Rahul Jain
Rahul Jain

Reputation: 658

Separation of Spring MVC Restful application & Rest web service

I have read some article regarding Spring MVC & Rest web services. But I have one confusion to implement web application using spring mvc.

My requirement is to create a spring based web application and creating Rest web services that will be used by device.

eg. I want to get list of objects.

  1. This list will be displayed on a jsp page (for web app)
  2. List of objects will be return as json (for remote device)

I am following this approach to achieve this.


    //For remote device - return json data
    public List getObjectsInJson() {
        return myService.getAllSomeObjects();
    }

And


    // Method for getting the view data
    public ModelAndView getObjectsInModelNAndView() {
         // Return ModelAndView
    }

Please suggest this approach is right or should I create separate controller for both purpose ? or any other approach ?

Upvotes: 3

Views: 1935

Answers (4)

stackh34p
stackh34p

Reputation: 9009

From my experience in ASP.NET MVC (wich is compareble to what you are using) and also with the Spring's restful API, I would recommend you to use separate controllers.

The Web API (referring to the API that you expose with JSON to devices and so) is actually a standard form of data representation and transfer. It is not limited to certain devices and any web application may benefit from such an API. For instance, you can create a pure html5 application and consume the API with javascript. In short, this is a frontend-agnostic approach to some extend.

On the other hand, the classic MVC approach, that uses controllers and view objects is more tightly coupled with the front-end technology of choice (Spring MVC + JSP in your case). The results and communication depend on that particular set of technoligies, and it is a good decision to keep these separate.

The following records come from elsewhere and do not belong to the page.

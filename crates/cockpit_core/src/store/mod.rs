//! Normalized tracking store and its persisted document form.
//!
//! # Responsibility
//! - Hold the five id-keyed maps (plans, tasks, kpis, notes, journal).
//! - Convert between the in-memory store and the single JSON document.
//! - Load the store through a `DocumentPort`, degrading to empty on failure.
//!
//! # Invariants
//! - `load_store` never returns an error: absent or unparsable documents
//!   yield `Store::default()`.
//! - The document carries no version field; shape changes need an external
//!   migration.

use crate::model::common::EntityId;
use crate::model::evaluation::{note_value, JournalEntry, Period};
use crate::model::kpi::Kpi;
use crate::model::plan::Plan;
use crate::model::task::Task;
use log::{debug, info, warn};
use serde::{Deserialize, Serialize};
use std::collections::BTreeMap;

pub mod file;
pub mod memory;
pub mod port;
pub mod sqlite;

pub use file::JsonFilePort;
pub use memory::MemoryPort;
pub use port::{DocumentPort, PersistError, PersistResult};
pub use sqlite::SqlitePort;

/// Root aggregate of all mutable tracking data.
#[derive(Debug, Clone, Default, PartialEq, Serialize, Deserialize)]
pub struct Store {
    #[serde(default)]
    pub plans: BTreeMap<EntityId, Plan>,
    #[serde(default)]
    pub tasks: BTreeMap<EntityId, Task>,
    #[serde(default)]
    pub kpis: BTreeMap<EntityId, Kpi>,
    /// Keyed by `NoteKey::storage_key()`.
    #[serde(default)]
    pub notes: BTreeMap<String, f64>,
    /// Keyed by objective id.
    #[serde(default)]
    pub journal: BTreeMap<String, Vec<JournalEntry>>,
}

impl Store {
    pub fn is_empty(&self) -> bool {
        self.plans.is_empty()
            && self.tasks.is_empty()
            && self.kpis.is_empty()
            && self.notes.is_empty()
            && self.journal.is_empty()
    }

    /// Evaluation note for one objective and period; 0 when absent.
    pub fn note(&self, objective_id: &str, period: Period) -> f64 {
        note_value(&self.notes, objective_id, period)
    }

    pub fn plans_for_objective<'a>(
        &'a self,
        objective_id: &'a str,
    ) -> impl Iterator<Item = &'a Plan> + 'a {
        self.plans
            .values()
            .filter(move |plan| plan.objective_id == objective_id)
    }

    pub fn tasks_for_plan<'a>(&'a self, plan_id: &'a str) -> impl Iterator<Item = &'a Task> + 'a {
        self.tasks.values().filter(move |task| task.plan_id == plan_id)
    }

    pub fn kpis_for_objective<'a>(
        &'a self,
        objective_id: &'a str,
    ) -> impl Iterator<Item = &'a Kpi> + 'a {
        self.kpis
            .values()
            .filter(move |kpi| kpi.objective_id == objective_id)
    }

    /// Journal of one objective, oldest first; empty when none.
    pub fn journal_for(&self, objective_id: &str) -> &[JournalEntry] {
        self.journal
            .get(objective_id)
            .map(Vec::as_slice)
            .unwrap_or(&[])
    }

    /// Overwrites every stored plan status with the derived one.
    pub fn refresh_plan_statuses(&mut self) {
        for plan in self.plans.values_mut() {
            plan.refresh_status();
        }
    }

    /// Serializes the store into the persisted document form.
    pub fn to_document(&self) -> Result<String, serde_json::Error> {
        serde_json::to_string(self)
    }

    /// Parses a persisted document.
    pub fn from_document(document: &str) -> Result<Store, serde_json::Error> {
        serde_json::from_str(document)
    }
}

/// Reads the store through `port`, falling back to an empty store.
///
/// # Side effects
/// - Emits one `store_load` event; failures are logged at `warn`, never
///   returned.
pub fn load_store<P: DocumentPort + ?Sized>(port: &P) -> Store {
    let document = match port.read() {
        Ok(Some(document)) => document,
        Ok(None) => {
            info!(
                "event=store_load module=store status=ok port={} result=absent",
                port.kind()
            );
            return Store::default();
        }
        Err(err) => {
            warn!(
                "event=store_load module=store status=error port={} error_code=read_failed error={}",
                port.kind(),
                err
            );
            return Store::default();
        }
    };

    match Store::from_document(&document) {
        Ok(store) => {
            debug!(
                "event=store_load module=store status=ok port={} plans={} tasks={} kpis={}",
                port.kind(),
                store.plans.len(),
                store.tasks.len(),
                store.kpis.len()
            );
            store
        }
        Err(err) => {
            warn!(
                "event=store_load module=store status=error port={} error_code=parse_failed error={}",
                port.kind(),
                err
            );
            Store::default()
        }
    }
}

/// Serializes `store` and writes it through `port`.
pub fn save_store<P: DocumentPort + ?Sized>(port: &P, store: &Store) -> PersistResult<()> {
    let document = store.to_document()?;
    port.write(&document)
}

#[cfg(test)]
mod tests {
    use super::{load_store, Store};
    use crate::model::evaluation::Period;
    use crate::store::MemoryPort;

    #[test]
    fn empty_store_serializes_five_maps() {
        let json = Store::default().to_document().unwrap();
        assert_eq!(
            json,
            r#"{"plans":{},"tasks":{},"kpis":{},"notes":{},"journal":{}}"#
        );
    }

    #[test]
    fn partial_document_fills_missing_maps() {
        let port = MemoryPort::with_document(r#"{"notes":{"project-growth_firstHalf":6}}"#);
        let store = load_store(&port);
        assert_eq!(store.note("project-growth", Period::FirstHalf), 6.0);
        assert_eq!(store.note("project-growth", Period::SecondHalf), 0.0);
        assert!(store.plans.is_empty());
    }

    #[test]
    fn garbage_document_loads_empty_store() {
        let port = MemoryPort::with_document("{not json");
        assert_eq!(load_store(&port), Store::default());
    }
}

An example scenario to justify such a separation is, for instance, if you need to target a separate UI technology (like a native application on a mobile device) or you want to drop the JSP + Spring MVC frontend in favor of something else. If you maintain a single controller for your Web API and MVC, you will have to make changes to that controller, and potentially harm working logic of the Web API. Keeping these separate, would allow you to drop the MVC stuff without affecting the Web API. At best, you could even split these into two separate web projects.

Upvotes: 1

Serge Ballesta
Serge Ballesta

Reputation: 148965

It seems this is not the most common scenario, put provided your jsp views only show what will be in json(*), you can let your controller fully agnostic of the actual format.

Spring MVC ContentNegotiatingViewResolver will delegate to the relevant actual view resolver depending on the file extension in the URI (xxx.json instead of xxx) or on the Accept HTTP request header.

It is a strict application of separation of concern in which the controller fully delegates presentation to a (more complex) view layer. The interest is that adding other presentations (pdf, xls, etc) will require little modification to the application : add a view resolver (optionally a view class) and configure the ContentNegotiatingViewResolver to use it.

(*) this can be simpler to achieve with Tiles or other layout based frameworks

Upvotes: 0

Bart
Bart

Reputation: 17361

The application and service should be two separate projects and you initialize each with their own servlet. It's nice and all to have them combined but they have nothing in common. Your service provides the data. Your application simply consumes the API of the service. In your examples you consume the Java API for your service which makes having a REST web service rather pointless.

  1. Create your REST web service
  2. Create your application which consumes your service API over HTTP rather then using it's Java API.

Upvotes: 0

shazin
shazin

Reputation: 21883

Best method is creating a single service and having two different Controllers.

One is for standard ModelAndView Controller (@Controller annotation) and the Other one Rest Controller (@RestController annotation).

Or you can have Rest Controller alone and in your JSP can use AJAX call to get the list of JSON objects and process it and show.